From the line below that contains "self.sink.close();" to the line that contains "and every point", repeat every line exactly, both ends included, and nothing else.

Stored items
*** Begin section ***

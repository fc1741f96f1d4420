//! Decode thread
//!
//! [`StreamDecoder`] turns a [`ByteSource`] into coordinate frames, polling
//! the shutdown flag whenever a read times out. [`DecodeTask`] is the body of
//! the `vc8-decode` thread: every frame lights its 2×2 footprint at full
//! intensity in the shared buffer.

use std::sync::Arc;

use phosphor::MAX_INTENSITY;
use protocol::{CoordinateFrame, DisplayGeometry, SyncDecoder};
use tracing::{debug, info, trace, warn};

use crate::session::{SharedState, Shutdown};
use crate::transport::{ByteSource, Received, TransportError};

/// Bytes requested per read.
pub const READ_CHUNK: usize = 4096;

/// Frame reader over a byte source.
#[derive(Debug)]
pub struct StreamDecoder<S> {
    source: S,
    buf: Box<[u8]>,
    pos: usize,
    filled: usize,
    sync: SyncDecoder,
}

impl<S: ByteSource> StreamDecoder<S> {
    /// Decoder hunting for sync on a fresh connection.
    pub fn new(source: S) -> Self {
        Self {
            source,
            buf: vec![0; READ_CHUNK].into_boxed_slice(),
            pos: 0,
            filled: 0,
            sync: SyncDecoder::new(),
        }
    }

    /// Next complete frame.
    ///
    /// Returns `Ok(None)` once `shutdown` is requested. Bytes already read are
    /// decoded before the flag is checked; a read error raised after shutdown
    /// was requested is not reported.
    ///
    /// # Errors
    ///
    /// Returns the [`TransportError`] that ended the stream.
    // SAFETY: `i < pending.len()` and `pos + pending.len() == filled <= buf.len()`.
    #[allow(clippy::arithmetic_side_effects)]
    pub fn next_frame(
        &mut self,
        shutdown: &Shutdown,
    ) -> Result<Option<CoordinateFrame>, TransportError> {
        loop {
            let pending = self.buf.get(self.pos..self.filled).unwrap_or_default();
            for (i, &byte) in pending.iter().enumerate() {
                if let Some(frame) = self.sync.push(byte) {
                    self.pos += i + 1;
                    return Ok(Some(frame));
                }
            }
            self.pos = self.filled;

            if shutdown.is_requested() {
                return Ok(None);
            }

            match self.source.receive(&mut self.buf) {
                Ok(Received::Bytes(n)) => {
                    trace!(bytes = n, "read");
                    self.pos = 0;
                    self.filled = n.min(self.buf.len());
                }
                Ok(Received::WouldBlock) => {}
                Err(_) if shutdown.is_requested() => return Ok(None),
                Err(e) => return Err(e),
            }
        }
    }
}

/// Decode thread body: frames in, plotted footprints out.
#[derive(Debug)]
pub struct DecodeTask<S> {
    decoder: StreamDecoder<S>,
    geometry: DisplayGeometry,
    state: Arc<SharedState>,
}

impl<S: ByteSource> DecodeTask<S> {
    /// Task plotting into `state.buffer()` with `geometry`.
    pub fn new(source: S, geometry: DisplayGeometry, state: Arc<SharedState>) -> Self {
        Self {
            decoder: StreamDecoder::new(source),
            geometry,
            state,
        }
    }

    /// Decode until shutdown or a stream error. Returns the frame count.
    ///
    /// # Errors
    ///
    /// Returns the [`TransportError`] that ended the stream; closure by the
    /// peer is [`TransportError::Closed`].
    pub fn run(mut self) -> Result<u64, TransportError> {
        info!(size = self.geometry.size(), "decode task started");
        let mut frames: u64 = 0;
        loop {
            let frame = match self.decoder.next_frame(self.state.shutdown()) {
                Ok(Some(frame)) => frame,
                Ok(None) => break,
                Err(error) => {
                    warn!(%error, frames, "stream ended");
                    return Err(error);
                }
            };
            for point in self.geometry.footprint(frame, MAX_INTENSITY) {
                self.state.buffer().plot(point.x, point.y, point.intensity);
            }
            self.state.record_frame();
            frames = frames.saturating_add(1);
            if frames.is_power_of_two() {
                debug!(frames, raw_x = frame.raw_x(), raw_y = frame.raw_y(), "decoded");
            }
        }
        info!(frames, "decode task stopped");
        Ok(frames)
    }
}
//! Renderer seam between the display loop and a surface

use phosphor::PhosphorBuffer;
use protocol::SwitchKey;
use thiserror::Error;

/// Input reported by a renderer.
#[derive(Debug, Clone, Copy, PartialEq, Eq)]
pub enum DisplayEvent {
    /// A control key changed state.
    Switch {
        /// Which key.
        key: SwitchKey,
        /// `true` on key-down, `false` on key-up.
        pressed: bool,
        /// Auto-repeat of a key that is already down.
        repeat: bool,
    },
    /// The user asked to close the display.
    CloseRequested,
}

/// Presentation failures. All of them end the session.
///
/// Platform errors are kept as their messages: some backends hold handles
/// that are not `Send`, and this error crosses into `anyhow` in the binary.
#[derive(Debug, Error)]
pub enum RenderError {
    /// The platform event loop could not be created or pumped.
    #[error("event loop error: {0}")]
    EventLoop(String),

    /// The OS refused to create the window.
    #[error("window creation failed: {0}")]
    Window(String),

    /// The event loop ran but never produced a window.
    #[error("window was not created")]
    NoWindow,

    /// A window needs at least one pixel.
    #[error("window size must be non-zero")]
    ZeroSize,

    /// Software surface failure (context, resize, buffer or present).
    #[error("surface error: {0}")]
    Surface(String),

    /// Frame side does not match the surface side.
    #[error("frame is {actual}x{actual} but surface is {expected}x{expected}")]
    SizeMismatch {
        /// Surface side in pixels.
        expected: u32,
        /// Frame side in cells.
        actual: u32,
    },
}

impl From<winit::error::EventLoopError> for RenderError {
    fn from(e: winit::error::EventLoopError) -> Self {
        Self::EventLoop(e.to_string())
    }
}

impl From<winit::error::OsError> for RenderError {
    fn from(e: winit::error::OsError) -> Self {
        Self::Window(e.to_string())
    }
}

impl From<softbuffer::SoftBufferError> for RenderError {
    fn from(e: softbuffer::SoftBufferError) -> Self {
        Self::Surface(e.to_string())
    }
}

/// A surface the display loop can draw on and read input from.
pub trait Renderer {
    /// Show the buffer's current intensities.
    ///
    /// # Errors
    ///
    /// Returns [`RenderError`] if the frame cannot be shown; the caller treats
    /// this as fatal.
    fn present(&mut self, frame: &PhosphorBuffer) -> Result<(), RenderError>;

    /// Next pending input event, without blocking.
    fn poll_event(&mut self) -> Option<DisplayEvent>;

    /// Publish a one-line status (window title).
    fn set_status(&mut self, _status: &str) {}
}

#[cfg(test)]
mod tests {
    use super::*;

    fn assert_send_sync<T: Send + Sync + 'static>() {}

    #[test]
    fn render_error_is_send_and_sync() {
        assert_send_sync::<RenderError>();
    }

    #[test]
    fn surface_failure_keeps_its_message() {
        let err = RenderError::from(softbuffer::SoftBufferError::IncompleteDisplayHandle);
        assert!(matches!(err, RenderError::Surface(_)));
        assert!(err.to_string().starts_with("surface error: "));
    }
}
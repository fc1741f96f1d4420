// Binary entry point: items here are not public API.
#![allow(missing_docs)]

use std::process::ExitCode;

use anyhow::{Context, Result};
use clap::Parser;
use display::HeadlessRenderer;
use remote::cli::Args;
use remote::transport::tcp;
use remote::{ClientConfig, Session, SessionEnd};
use tracing::{error, info};

fn main() -> ExitCode {
    // Usage errors exit here with status 2.
    let args = Args::parse();
    remote::logging::init();

    match run(args) {
        Ok(SessionEnd::Closed) => ExitCode::SUCCESS,
        Err(e) => {
            error!("{e:#}");
            ExitCode::FAILURE
        }
    }
}

fn run(args: Args) -> Result<SessionEnd> {
    let config = args.into_config().context("invalid arguments")?;
    info!(
        host = %config.host,
        port = config.port,
        size = config.geometry.size(),
        decay = config.decay.get(),
        headless = config.headless,
        "starting VC8 remote display"
    );

    let (source, sink) = tcp::connect(&config.host, config.port, config.read_timeout)
        .with_context(|| format!("cannot reach {}", config.peer_label()))?;
    let session = Session::new(&config)?;

    let end = if config.headless {
        session.run(&mut HeadlessRenderer::new(), source, sink)?
    } else {
        run_windowed(&config, &session, source, sink)?
    };
    info!(frames = session.state().frames(), "session ended");
    Ok(end)
}

#[cfg(not(feature = "headless"))]
fn run_windowed(
    config: &ClientConfig,
    session: &Session,
    source: tcp::TcpSource,
    sink: tcp::TcpSink,
) -> Result<SessionEnd> {
    use display::{PhosphorWindow, WindowConfig};

    let window_config = WindowConfig::for_geometry(config.geometry);
    let mut window = PhosphorWindow::open(&window_config).context("cannot open display window")?;
    Ok(session.run(&mut window, source, sink)?)
}

#[cfg(feature = "headless")]
fn run_windowed(
    _config: &ClientConfig,
    session: &Session,
    source: tcp::TcpSource,
    sink: tcp::TcpSink,
) -> Result<SessionEnd> {
    Ok(session.run(&mut HeadlessRenderer::new(), source, sink)?)
}
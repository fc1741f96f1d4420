//! Switch register (client → device)
//!
//! The remote Spacewar! reads the PDP-8 front-panel switch register for ship
//! controls. The client keeps a 12-bit image of it, one bit per held key, and
//! sends it on every key transition as:
//!
//! ```text
//! byte0 = 0x00
//! byte1 = ((sr & 0xF00) >> 4) | (sr & 0x00F)
//! ```
//!
//! Only the top and bottom nibbles travel; bits 4-7 (keys 5-8) are tracked
//! but never leave the client.
//!
//! | Key | Bits  | Key | Bits  |
//! |-----|-------|-----|-------|
//! | `1` | 0x800 | `7` | 0x020 |
//! | `2` | 0x400 | `8` | 0x010 |
//! | `3` | 0x200 | `9` | 0x008 |
//! | `4` | 0x100 | `0` | 0x004 |
//! | `5` | 0x080 | `-` | 0x002 |
//! | `6` | 0x040 | `=` | 0x001 |
//! | `w` | 0x600 | `p` | 0x006 |

/// Width of the switch register.
pub const REGISTER_MASK: u16 = 0x0FFF;

/// Keys that drive the switch register.
#[derive(Debug, Clone, Copy, PartialEq, Eq, Hash)]
pub enum SwitchKey {
    /// `1` (ship 1, first control)
    Digit1,
    /// `2`
    Digit2,
    /// `3`
    Digit3,
    /// `4`
    Digit4,
    /// `5`
    Digit5,
    /// `6`
    Digit6,
    /// `7`
    Digit7,
    /// `8`
    Digit8,
    /// `9` (ship 2, first control)
    Digit9,
    /// `0`
    Digit0,
    /// `-`
    Minus,
    /// `=`
    Equal,
    /// `w`: ship 1 convenience key, holds bits of `2` and `3`
    Ship1Pair,
    /// `p`: ship 2 convenience key, holds bits of `0` and `-`
    Ship2Pair,
}

impl SwitchKey {
    /// Every key, in register bit order.
    pub const ALL: [Self; 14] = [
        Self::Digit1,
        Self::Digit2,
        Self::Digit3,
        Self::Digit4,
        Self::Digit5,
        Self::Digit6,
        Self::Digit7,
        Self::Digit8,
        Self::Digit9,
        Self::Digit0,
        Self::Minus,
        Self::Equal,
        Self::Ship1Pair,
        Self::Ship2Pair,
    ];

    /// Register bits this key holds while pressed.
    pub const fn bits(self) -> u16 {
        match self {
            Self::Digit1 => 0x800,
            Self::Digit2 => 0x400,
            Self::Digit3 => 0x200,
            Self::Digit4 => 0x100,
            Self::Digit5 => 0x080,
            Self::Digit6 => 0x040,
            Self::Digit7 => 0x020,
            Self::Digit8 => 0x010,
            Self::Digit9 => 0x008,
            Self::Digit0 => 0x004,
            Self::Minus => 0x002,
            Self::Equal => 0x001,
            Self::Ship1Pair => 0x600,
            Self::Ship2Pair => 0x006,
        }
    }
}

/// Held-key image sent to the device.
#[derive(Debug, Clone, Copy, PartialEq, Eq, Default)]
pub struct SwitchRegister(u16);

impl SwitchRegister {
    /// All switches open.
    pub const fn new() -> Self {
        Self(0)
    }

    /// Register from raw bits (truncated to 12).
    pub const fn from_bits(bits: u16) -> Self {
        Self(bits & REGISTER_MASK)
    }

    /// Current bits.
    pub const fn bits(self) -> u16 {
        self.0
    }

    /// Close the key's switches.
    pub fn press(&mut self, key: SwitchKey) {
        self.0 |= key.bits();
    }

    /// Open the key's switches.
    ///
    /// Releasing a pair key opens both of its bits even when a digit key
    /// sharing one of them is still held.
    pub fn release(&mut self, key: SwitchKey) {
        self.0 &= !key.bits();
    }

    /// Two-byte control message for the current state.
    #[allow(clippy::cast_possible_truncation)] // Safety: the result is at most 0xFF by construction
    pub const fn encode(self) -> [u8; 2] {
        let packed = ((self.0 & 0xF00) >> 4) | (self.0 & 0x00F);
        [0x00, packed as u8]
    }
}
//! Intensity to pixel colour
//!
//! Phosphor intensity `i` is drawn as green `i` with a faint white core of
//! `i / 4` in red and blue, packed as `0xAARRGGBB` for softbuffer.

use phosphor::PhosphorBuffer;

/// Colour of a dark cell.
pub const BACKGROUND: u32 = 0xFF00_0000;

/// Pixel colour for one intensity.
pub const fn phosphor_colour(intensity: u8) -> u32 {
    let green = intensity as u32;
    let core = green >> 2;
    BACKGROUND | (core << 16) | (green << 8) | core
}

/// Write the buffer's intensities into `pixels` in row-major order.
///
/// Extra pixels, if any, are left unchanged.
pub fn fill(frame: &PhosphorBuffer, pixels: &mut [u32]) {
    for (pixel, intensity) in pixels.iter_mut().zip(frame.intensities()) {
        *pixel = phosphor_colour(intensity);
    }
}
//! VC8 remote display client
//!
//! Connects to a remote PDP-8 running Spacewar!, decodes the beam-position
//! stream on a background thread and shows it on a persistent-phosphor
//! display. Control keys are sent back as the PDP-8 switch register.
//!
//! ```text
//!   ByteSource ──► vc8-decode thread ──plot──► PhosphorBuffer ◄──decay── DisplayLoop (main)
//!                                                  (Arc)                    │    ▲
//!                                                                   present │    │ events
//!                                                                           ▼    │
//!   ControlSink ◄──────────────── switch register ◄──────────────────── Renderer
//! ```
//!
//! # Modules
//!
//! - [`transport`] - byte source and control sink seams, TCP and in-memory
//! - [`decode`] - [`StreamDecoder`] and the decode thread body
//! - [`display_loop`] - fixed-cadence decay/present/input loop
//! - [`session`] - shared state, shutdown and thread wiring
//! - [`config`] - validated client settings
//! - [`cli`] - command-line parsing
//! - [`logging`] - tracing subscriber setup

// ── Lint policy ─────────────────────────────────────────────────────────────
#![deny(clippy::unwrap_used)] // no .unwrap() in production code
#![deny(clippy::expect_used)] // no .expect() in production code
#![deny(clippy::panic)] // no panic!() in production code
#![deny(unused_must_use)]
// ────────────────────────────────────────────────────────────────────────────
#![warn(missing_docs)]
#![warn(clippy::all)]
#![warn(clippy::print_stdout)] // use tracing instead
#![allow(clippy::module_name_repetitions)]

pub mod cli;
pub mod config;
pub mod decode;
pub mod display_loop;
pub mod error;
pub mod logging;
pub mod session;
pub mod transport;

pub use config::ClientConfig;
pub use decode::{DecodeTask, StreamDecoder};
pub use display_loop::DisplayLoop;
pub use error::{ClientError, ConfigError};
pub use session::{Session, SessionEnd, SharedState, Shutdown};
pub use transport::{ByteSource, ConnectError, ControlSink, Received, TransportError};
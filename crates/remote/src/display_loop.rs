//! Fixed-cadence display loop
//!
//! Each tick, in order:
//!
//! 1. fade every lit cell by one decay step
//! 2. present the buffer
//! 3. drain pending input; a key transition updates the switch register and
//!    sends it (key-down auto-repeats are ignored)
//! 4. check whether the decode thread has ended
//! 5. publish the status line if a second has passed
//!
//! then sleep for the tick interval. The fade rate therefore depends only on
//! the tick interval, never on how fast samples arrive.

use std::sync::Arc;
use std::thread::{self, JoinHandle};
use std::time::{Duration, Instant};

use display::{DisplayEvent, Renderer};
use protocol::{SwitchKey, SwitchRegister};
use tracing::{debug, error, info, warn};

use crate::config::{DEFAULT_TICK_INTERVAL, STATUS_INTERVAL};
use crate::error::ClientError;
use crate::session::{SessionEnd, SharedState};
use crate::transport::{ControlSink, TransportError};

type DecoderHandle = JoinHandle<Result<u64, TransportError>>;

/// Display side of a session.
pub struct DisplayLoop<'r, R: ?Sized, K> {
    renderer: &'r mut R,
    sink: K,
    state: Arc<SharedState>,
    decoder: Option<DecoderHandle>,
    register: SwitchRegister,
    tick_interval: Duration,
    peer: String,
    status_at: Instant,
    status_frames: u64,
    ticks: u64,
}

impl<'r, R, K> DisplayLoop<'r, R, K>
where
    R: Renderer + ?Sized,
    K: ControlSink,
{
    /// Loop over `renderer`, sending switches to `sink`, watching `decoder`.
    pub fn new(renderer: &'r mut R, sink: K, state: Arc<SharedState>, decoder: DecoderHandle) -> Self {
        Self {
            renderer,
            sink,
            status_frames: state.frames(),
            state,
            decoder: Some(decoder),
            register: SwitchRegister::new(),
            tick_interval: DEFAULT_TICK_INTERVAL,
            peer: String::from("-"),
            status_at: Instant::now(),
            ticks: 0,
        }
    }

    /// Replace the tick interval.
    #[must_use]
    pub fn tick_interval(mut self, interval: Duration) -> Self {
        self.tick_interval = interval;
        self
    }

    /// Replace the peer name shown in the status line.
    #[must_use]
    pub fn peer(mut self, peer: String) -> Self {
        self.peer = peer;
        self
    }

    /// Run ticks until the display closes or something fails.
    ///
    /// The decode thread has been joined when this returns.
    ///
    /// # Errors
    ///
    /// See [`Session::run`](crate::Session::run).
    pub fn run(mut self) -> Result<SessionEnd, ClientError> {
        let result = loop {
            match self.tick() {
                Ok(Some(end)) => break Ok(end),
                Ok(None) => thread::sleep(self.tick_interval),
                Err(e) => break Err(e),
            }
        };
        if let Err(ref e) = result {
            error!(error = %e, ticks = self.ticks, "session failed");
            // Already failing; the decoder's own outcome adds nothing.
            let _ = self.stop();
        }
        result
    }

    /// One decay/present/input/health pass.
    ///
    /// Returns `Ok(Some(_))` when the session is over.
    ///
    /// # Errors
    ///
    /// See [`Session::run`](crate::Session::run).
    pub fn tick(&mut self) -> Result<Option<SessionEnd>, ClientError> {
        self.ticks = self.ticks.saturating_add(1);
        self.state.buffer().decay_tick();
        self.renderer.present(self.state.buffer())?;

        while let Some(event) = self.renderer.poll_event() {
            match event {
                DisplayEvent::CloseRequested => {
                    info!(ticks = self.ticks, frames = self.state.frames(), "display closed");
                    self.stop()?;
                    return Ok(Some(SessionEnd::Closed));
                }
                DisplayEvent::Switch {
                    key,
                    pressed,
                    repeat,
                } => self.switch(key, pressed, repeat)?,
            }
        }

        if self.decoder.as_ref().is_some_and(JoinHandle::is_finished) {
            return match self.join_decoder() {
                // The decoder only returns Ok after shutdown, which this loop
                // has not requested; treat it as the stream ending.
                Ok(_) => Err(ClientError::Stream(TransportError::Closed)),
                Err(e) => Err(e),
            };
        }

        self.publish_status();
        Ok(None)
    }

    fn switch(&mut self, key: SwitchKey, pressed: bool, repeat: bool) -> Result<(), ClientError> {
        if pressed && repeat {
            return Ok(());
        }
        if pressed {
            self.register.press(key);
        } else {
            self.register.release(key);
        }
        debug!(?key, pressed, register = format_args!("{:#05x}", self.register.bits()), "switch register");
        self.sink.send(&self.register.encode())?;
        Ok(())
    }

    // SAFETY: frame counts are monotonic, so `now >= status_frames`; the
    // product overflows only after ~1.8e16 frames.
    #[allow(clippy::arithmetic_side_effects)]
    fn publish_status(&mut self) {
        let elapsed = self.status_at.elapsed();
        if elapsed < STATUS_INTERVAL {
            return;
        }
        let now = self.state.frames();
        let millis = u64::try_from(elapsed.as_millis()).unwrap_or(u64::MAX).max(1);
        let rate = (now - self.status_frames).saturating_mul(1000) / millis;
        self.renderer.set_status(&status_line(&self.peer, rate));
        self.status_at = Instant::now();
        self.status_frames = now;
    }

    /// Request shutdown, close the sink and join the decoder.
    fn stop(&mut self) -> Result<u64, ClientError> {
        self.state.shutdown().request();
        self.sink.close();
        self.join_decoder()
    }

    fn join_decoder(&mut self) -> Result<u64, ClientError> {
        let Some(handle) = self.decoder.take() else {
            return Ok(self.state.frames());
        };
        match handle.join() {
            Ok(Ok(frames)) => Ok(frames),
            Ok(Err(e)) if self.state.shutdown().is_requested() => {
                warn!(error = %e, "decoder ended after shutdown");
                Ok(self.state.frames())
            }
            Ok(Err(e)) => Err(ClientError::Stream(e)),
            Err(_) => Err(ClientError::DecoderPanicked),
        }
    }
}

/// Window title text for a peer and frame rate.
pub fn status_line(peer: &str, frames_per_second: u64) -> String {
    format!("VC8 Display — {peer} — {frames_per_second} frames/s")
}
//! Device coordinates to display grid
//!
//! The device addresses a 1024×1024 beam range. The display grid is
//! `512 × magnification` cells square. The transform is:
//!
//! ```text
//! device_x = (raw_x + 512) mod 1024
//! device_y = 1024 - ((raw_y + 512) mod 1024)     (Y grows downward on screen)
//! x        = device_x * size / 1024
//! y        = device_y * size / 1024
//! ```
//!
//! and every point is wrapped into `[0, size)` with `& (size - 1)`. The
//! `+ 512` moves the device origin (screen centre) to the middle of the grid.
//! `device_y` can be 1024 for `raw_y = 512`; it wraps to row 0.

use thiserror::Error;

use crate::frame::CoordinateFrame;

/// Span of device coordinates on each axis.
pub const DEVICE_RANGE: u32 = 1024;

/// Display width at magnification 1.
pub const BASE_WIDTH: u32 = 512;

/// Half the device range; the device origin sits here on the grid.
const DEVICE_CENTRE: u32 = DEVICE_RANGE / 2;

/// Invalid display configuration.
#[derive(Debug, Clone, Copy, PartialEq, Eq, Error)]
pub enum ConfigError {
    /// Only 1 and 2 keep the grid a power of two within the device range.
    #[error("magnification must be 1 or 2, got {0}")]
    Magnification(u32),
}

/// Integer display scale, fixed at startup.
#[derive(Debug, Clone, Copy, PartialEq, Eq, Default)]
pub enum Magnification {
    /// 512×512 grid, two device units per cell.
    #[default]
    X1,
    /// 1024×1024 grid, one device unit per cell.
    X2,
}

impl Magnification {
    /// Validate a numeric factor.
    pub fn new(factor: u32) -> Result<Self, ConfigError> {
        match factor {
            1 => Ok(Self::X1),
            2 => Ok(Self::X2),
            other => Err(ConfigError::Magnification(other)),
        }
    }

    /// Numeric factor.
    pub const fn factor(self) -> u32 {
        match self {
            Self::X1 => 1,
            Self::X2 => 2,
        }
    }
}

/// One cell to light, already inside the display grid.
#[derive(Debug, Clone, Copy, PartialEq, Eq, Hash)]
pub struct PlotPoint {
    /// Column, `0..size`.
    pub x: u32,
    /// Row, `0..size`.
    pub y: u32,
    /// Brightness to store.
    pub intensity: u8,
}

/// Display grid derived from the magnification.
#[derive(Debug, Clone, Copy, PartialEq, Eq)]
pub struct DisplayGeometry {
    magnification: Magnification,
}

impl DisplayGeometry {
    /// Offsets of the 2×2 dot drawn for each sample.
    pub const FOOTPRINT: [(u32, u32); 4] = [(0, 0), (1, 0), (0, 1), (1, 1)];

    /// Geometry for a magnification.
    pub const fn new(magnification: Magnification) -> Self {
        Self { magnification }
    }

    /// Configured magnification.
    pub const fn magnification(&self) -> Magnification {
        self.magnification
    }

    /// Cells per side (always a power of two).
    #[allow(clippy::arithmetic_side_effects)] // Safety: constant 512 * 2
    pub const fn size(&self) -> u32 {
        match self.magnification {
            Magnification::X1 => BASE_WIDTH,
            Magnification::X2 => BASE_WIDTH * 2,
        }
    }

    /// `size - 1`, for wrapping.
    #[allow(clippy::arithmetic_side_effects)] // Safety: size is at least BASE_WIDTH
    pub const fn mask(&self) -> u32 {
        self.size() - 1
    }

    /// Beam position of a frame in device units, before scaling.
    // SAFETY: raw values are at most 0xFFF, so `raw + 512` fits in u32; the
    // modulo result is below DEVICE_RANGE, so the subtraction cannot underflow.
    #[allow(clippy::arithmetic_side_effects)]
    pub fn device_position(frame: CoordinateFrame) -> (u32, u32) {
        let x = (u32::from(frame.raw_x()) + DEVICE_CENTRE) % DEVICE_RANGE;
        let y = DEVICE_RANGE - (u32::from(frame.raw_y()) + DEVICE_CENTRE) % DEVICE_RANGE;
        (x, y)
    }

    /// Grid cell for a frame, wrapped into `[0, size)`.
    // SAFETY: device coordinates are at most 1024 and size at most 1024, so the
    // product fits in u32; DEVICE_RANGE is a non-zero constant.
    #[allow(clippy::arithmetic_side_effects)]
    pub fn project(&self, frame: CoordinateFrame) -> (u32, u32) {
        let (dx, dy) = Self::device_position(frame);
        let scale = |d: u32| (d * self.size() / DEVICE_RANGE) & self.mask();
        (scale(dx), scale(dy))
    }

    /// The four cells of a sample's 2×2 dot, each wrapped into the grid.
    pub fn footprint(&self, frame: CoordinateFrame, intensity: u8) -> [PlotPoint; 4] {
        let (x, y) = self.project(frame);
        Self::FOOTPRINT.map(|(ox, oy)| PlotPoint {
            x: x.wrapping_add(ox) & self.mask(),
            y: y.wrapping_add(oy) & self.mask(),
            intensity,
        })
    }
}

impl Default for DisplayGeometry {
    fn default() -> Self {
        Self::new(Magnification::default())
    }
}
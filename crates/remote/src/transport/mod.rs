//! Byte source and control sink seams
//!
//! The decode thread reads through a [`ByteSource`]; the display loop writes
//! the switch register through a [`ControlSink`]. A TCP connection provides
//! both halves of one socket ([`tcp::connect`]); [`memory`] provides scripted
//! halves for tests and replays.

use std::io;

use thiserror::Error;

pub mod memory;
pub mod tcp;

pub use memory::{MemorySink, MemorySource, SinkLog};
pub use tcp::{TcpSink, TcpSource};

/// Outcome of a successful read.
#[derive(Debug, Clone, Copy, PartialEq, Eq)]
pub enum Received {
    /// This many bytes were written to the front of the buffer (never zero).
    Bytes(usize),
    /// Nothing arrived within the read timeout.
    WouldBlock,
}

/// Fatal stream errors.
#[derive(Debug, Error)]
pub enum TransportError {
    /// The peer closed the connection.
    #[error("connection closed by peer")]
    Closed,

    /// Any other I/O failure.
    #[error("i/o error: {0}")]
    Io(#[from] io::Error),
}

/// Connection setup errors.
#[derive(Debug, Error)]
pub enum ConnectError {
    /// Host name lookup failed.
    #[error("cannot resolve {host}: {source}")]
    Resolve {
        /// Host as given.
        host: String,
        /// Resolver error.
        #[source]
        source: io::Error,
    },

    /// The host resolved to no addresses.
    #[error("{host} has no addresses")]
    NoAddress {
        /// Host as given.
        host: String,
    },

    /// Every resolved address refused or timed out.
    #[error("cannot connect to {addr}: {source}")]
    Connect {
        /// Last address tried.
        addr: String,
        /// Error from the last attempt.
        #[source]
        source: io::Error,
    },

    /// Socket options or handle duplication failed.
    #[error("cannot configure socket: {0}")]
    Configure(#[source] io::Error),
}

/// Inbound half of a connection. Owned by the decode thread.
pub trait ByteSource: Send {
    /// Read whatever is available into `buf`.
    ///
    /// Returns [`Received::WouldBlock`] when the read timeout expires with no
    /// data, so the caller can check for shutdown.
    ///
    /// # Errors
    ///
    /// [`TransportError::Closed`] on orderly close; any other failure as
    /// [`TransportError::Io`].
    fn receive(&mut self, buf: &mut [u8]) -> Result<Received, TransportError>;
}

/// Outbound half of a connection. Owned by the display loop.
pub trait ControlSink {
    /// Write a complete control message.
    ///
    /// # Errors
    ///
    /// Returns [`TransportError`] if the message cannot be written; the
    /// session treats this as fatal.
    fn send(&mut self, bytes: &[u8]) -> Result<(), TransportError>;

    /// Shut the connection down. A `receive` blocked on the same connection
    /// returns promptly.
    fn close(&mut self);
}

impl<T: ByteSource + ?Sized> ByteSource for Box<T> {
    fn receive(&mut self, buf: &mut [u8]) -> Result<Received, TransportError> {
        (**self).receive(buf)
    }
}

impl<T: ControlSink + ?Sized> ControlSink for Box<T> {
    fn send(&mut self, bytes: &[u8]) -> Result<(), TransportError> {
        (**self).send(bytes)
    }

    fn close(&mut self) {
        (**self).close();
    }
}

*** End section ***

• Solution below
        self.sink.close();
        self.join_decoder()
    }

    fn join_decoder(&mut self) -> Result<u64, ClientError> {
        let Some(handle) = self.decoder.take() else {
            return Ok(self.state.frames());
        };
        match handle.join() {
            Ok(Ok(frames)) => Ok(frames),
            Ok(Err(e)) if self.state.shutdown().is_requested() => {
                warn!(error = %e, "decoder ended after shutdown");
                Ok(self.state.frames())
            }
            Ok(Err(e)) => Err(ClientError::Stream(e)),
            Err(_) => Err(ClientError::DecoderPanicked),
        }
    }
}

/// Window title text for a peer and frame rate.
pub fn status_line(peer: &str, frames_per_second: u64) -> String {
    format!("VC8 Display — {peer} — {frames_per_second} frames/s")
}
//! Device coordinates to display grid
//!
//! The device addresses a 1024×1024 beam range. The display grid is
//! `512 × magnification` cells square. The transform is:
//!
//! ```text
//! device_x = (raw_x + 512) mod 1024
//! device_y = 1024 - ((raw_y + 512) mod 1024)     (Y grows downward on screen)
//! x        = device_x * size / 1024
//! y        = device_y * size / 1024
//! ```
//!
//! and every point is wrapped into `[0, size)` with `& (size - 1)`. The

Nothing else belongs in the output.